Dalmatians are an iconic dog breed that have been popularized through films and their association as fire department dogs. However, many people may not be aware that this breed is susceptible to several significant congenital issues, including deafness. According to research, almost 18% of Dalmatians live with some form of hearing impairment. This prevalence has declined over the years, largely due to more careful and selective breeding by responsible breeders.
Deafness used to be much more prevalent in Dalmatians in the past, with around 30% of all Dalmatian puppies being born with some form of deafness. However, recent research completed in 2020 shows that deafness in dogs has reduced by about a third, largely due to more careful and selective breeding. The genetics behind deafness is complicated, and the ways that genes affect each other are intricately intertwined. So, in some cases, two Dalmatians without any signs of deafness may be bred together, and they can still give birth to a litter of Dalmatian puppies with deafness.
Fortunately, the use of the Brainstem Auditory Evoked Response (BAER) test can detect electrical activity and help determine if a puppy has any deafness. Puppies are usually tested when they’re between 5 to 6 weeks old. However, research has shown that Dalmatians with blue eyes are at higher risk of deafness, while Dalmatians with a color patch on their heads are at a lower risk of deafness. Breeders have been selectively breeding to lower the prevalence of deafness in Dalmatians, but they’re still at higher risk of having deafness than most other dog breeds.

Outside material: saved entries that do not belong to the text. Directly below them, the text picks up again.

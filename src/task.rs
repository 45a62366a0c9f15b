//! Progress tracking for long-running tool work (document conversions, AI
//! flows). A tracker is a cheap clonable handle; every clone sees the same
//! state.

use serde::Serialize;
use std::collections::HashMap;
use std::fmt::Display;
use std::future::Future;
use std::sync::{Arc, Mutex, MutexGuard};

#[derive(Debug, Clone, PartialEq, Eq, Serialize)]
#[serde(tag = "state", rename_all = "snake_case")]
pub enum TaskState {
    Idle,
    Running { progress: u8 },
    Success,
    Error { message: String },
}

#[derive(Debug, Clone)]
pub struct TaskTracker {
    state: Arc<Mutex<TaskState>>,
}

impl Default for TaskTracker {
    fn default() -> Self {
        Self::new()
    }
}

impl TaskTracker {
    pub fn new() -> Self {
        Self {
            state: Arc::new(Mutex::new(TaskState::Idle)),
        }
    }

    // A panic while holding the lock leaves a valid state behind
    fn lock(&self) -> MutexGuard<'_, TaskState> {
        self.state.lock().unwrap_or_else(|poisoned| poisoned.into_inner())
    }

    pub fn state(&self) -> TaskState {
        self.lock().clone()
    }

    pub fn start(&self) {
        *self.lock() = TaskState::Running { progress: 0 };
    }

    /// Clamped to 100; ignored unless the task is running
    pub fn set_progress(&self, percent: u8) {
        let mut state = self.lock();
        if let TaskState::Running { progress } = &mut *state {
            *progress = percent.min(100);
        }
    }

    pub fn succeed(&self) {
        *self.lock() = TaskState::Success;
    }

    pub fn fail(&self, message: impl Into<String>) {
        *self.lock() = TaskState::Error {
            message: message.into(),
        };
    }

    /// Drive `work` to completion, recording Running then Success or Error
    pub async fn run<T, E, F>(&self, work: F) -> Result<T, E>
    where
        F: Future<Output = Result<T, E>>,
        E: Display,
    {
        self.start();
        match work.await {
            Ok(value) => {
                self.succeed();
                Ok(value)
            }
            Err(e) => {
                log::warn!("task failed: {e}");
                self.fail(e.to_string());
                Err(e)
            }
        }
    }
}

/// Named trackers, one per tool or flow
#[derive(Debug, Default)]
pub struct TaskRegistry {
    trackers: Mutex<HashMap<String, TaskTracker>>,
}

impl TaskRegistry {
    pub fn new() -> Self {
        Self::default()
    }

    /// Get the tracker for `name`, creating an idle one on first use
    pub fn tracker(&self, name: &str) -> TaskTracker {
        let mut trackers = self
            .trackers
            .lock()
            .unwrap_or_else(|poisoned| poisoned.into_inner());
        trackers.entry(name.to_string()).or_default().clone()
    }

    /// State of `name`, or `None` if nothing has used it yet
    pub fn state(&self, name: &str) -> Option<TaskState> {
        let trackers = self
            .trackers
            .lock()
            .unwrap_or_else(|poisoned| poisoned.into_inner());
        trackers.get(name).map(TaskTracker::state)
    }
}
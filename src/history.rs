use chrono::{DateTime, Utc};
use serde::{Deserialize, Serialize};

use crate::storage::{Storage, StorageError, StorageKey};

/// Entries kept per tool; older ones fall off the end
pub const HISTORY_LIMIT: usize = 5;

#[derive(Debug, Clone, Copy, PartialEq, Eq, Serialize, Deserialize)]
#[serde(rename_all = "lowercase")]
pub enum ConversionStatus {
    Success,
    Error,
}

#[derive(Debug, Clone, PartialEq, Serialize, Deserialize)]
#[serde(rename_all = "camelCase")]
pub struct HistoryEntry {
    pub file_name: String,
    pub original_format: String,
    pub target_format: String,
    pub status: ConversionStatus,
    pub timestamp: DateTime<Utc>,
    #[serde(default)]
    pub download_url: Option<String>,
    #[serde(default)]
    pub message: Option<String>,
}

impl HistoryEntry {
    pub fn success(file_name: &str, original_format: &str, target_format: &str) -> Self {
        Self {
            file_name: file_name.to_string(),
            original_format: original_format.to_string(),
            target_format: target_format.to_string(),
            status: ConversionStatus::Success,
            timestamp: Utc::now(),
            download_url: None,
            message: None,
        }
    }

    pub fn error(file_name: &str, original_format: &str, target_format: &str, message: &str) -> Self {
        Self {
            status: ConversionStatus::Error,
            message: Some(message.to_string()),
            ..Self::success(file_name, original_format, target_format)
        }
    }
}

/// Newest-first history of a tool; an unreadable list counts as empty
pub fn load(storage: &Storage, tool: &str) -> Vec<HistoryEntry> {
    storage
        .get(&StorageKey::ConversionHistory(tool.to_string()))
        .unwrap_or_default()
}

/// Push an entry to the front and keep at most [`HISTORY_LIMIT`]
pub fn record(
    storage: &mut Storage,
    tool: &str,
    entry: HistoryEntry,
) -> Result<Vec<HistoryEntry>, StorageError> {
    let mut entries = load(storage, tool);
    entries.insert(0, entry);
    entries.truncate(HISTORY_LIMIT);
    storage.set(&StorageKey::ConversionHistory(tool.to_string()), &entries)?;
    Ok(entries)
}

pub fn clear(storage: &mut Storage, tool: &str) -> Result<(), StorageError> {
    storage.remove(&StorageKey::ConversionHistory(tool.to_string()))
}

Dalmatians are not a breed that’s well suited for most people, and it’s important to know what you’re getting yourself into before you decide to bring one home. Dalmatians are very active and require a lot of daily exercise. They usually bond with one or two people and are not the most social dogs, tending to be aloof toward strangers. Because of these traits, it’s important for Dalmatians to receive proper training and socialization. An untrained Dalmatian can develop aggressive behaviors and they’re not afraid to defend themselves against strangers or whenever they feel unsafe. Due to their large size, they can end up being a liability and cause significant harm to someone else. Therefore, Dalmatians are recommended only for experienced dog owners.
If you’re interested in getting a Dalmatian as your next dog, make sure to only work with reputable breeders that are registered with a kennel club or official Dalmatian organization. Good breeders have high standards for their breeding programs and are dedicated to producing healthy Dalmatian puppies. They prioritize their puppies’ best interests and will be on top of their puppies’ routine care and health checks. They will also be willing to show proof of vaccinations and diagnostic test results. Many reputable breeders will offer a health guarantee and return policy if you take your puppy to a veterinarian and significant health issues are discovered.
In conclusion, deafness is a relatively common health issue in Dalmatians, but its prevalence is continuing to lower over time due to more careful and selective breeding by responsible breeders. Dalmatians are not a breed that’s well suited for most people and require proper training and socialization. If you’re interested in getting a Dalmatian, make sure to work with reputable breeders that are registered with a kennel club or official Dalmatian organization. They prioritize their puppies’ best interests and will ensure that you get a healthy and well-socialized Dalmatian puppy.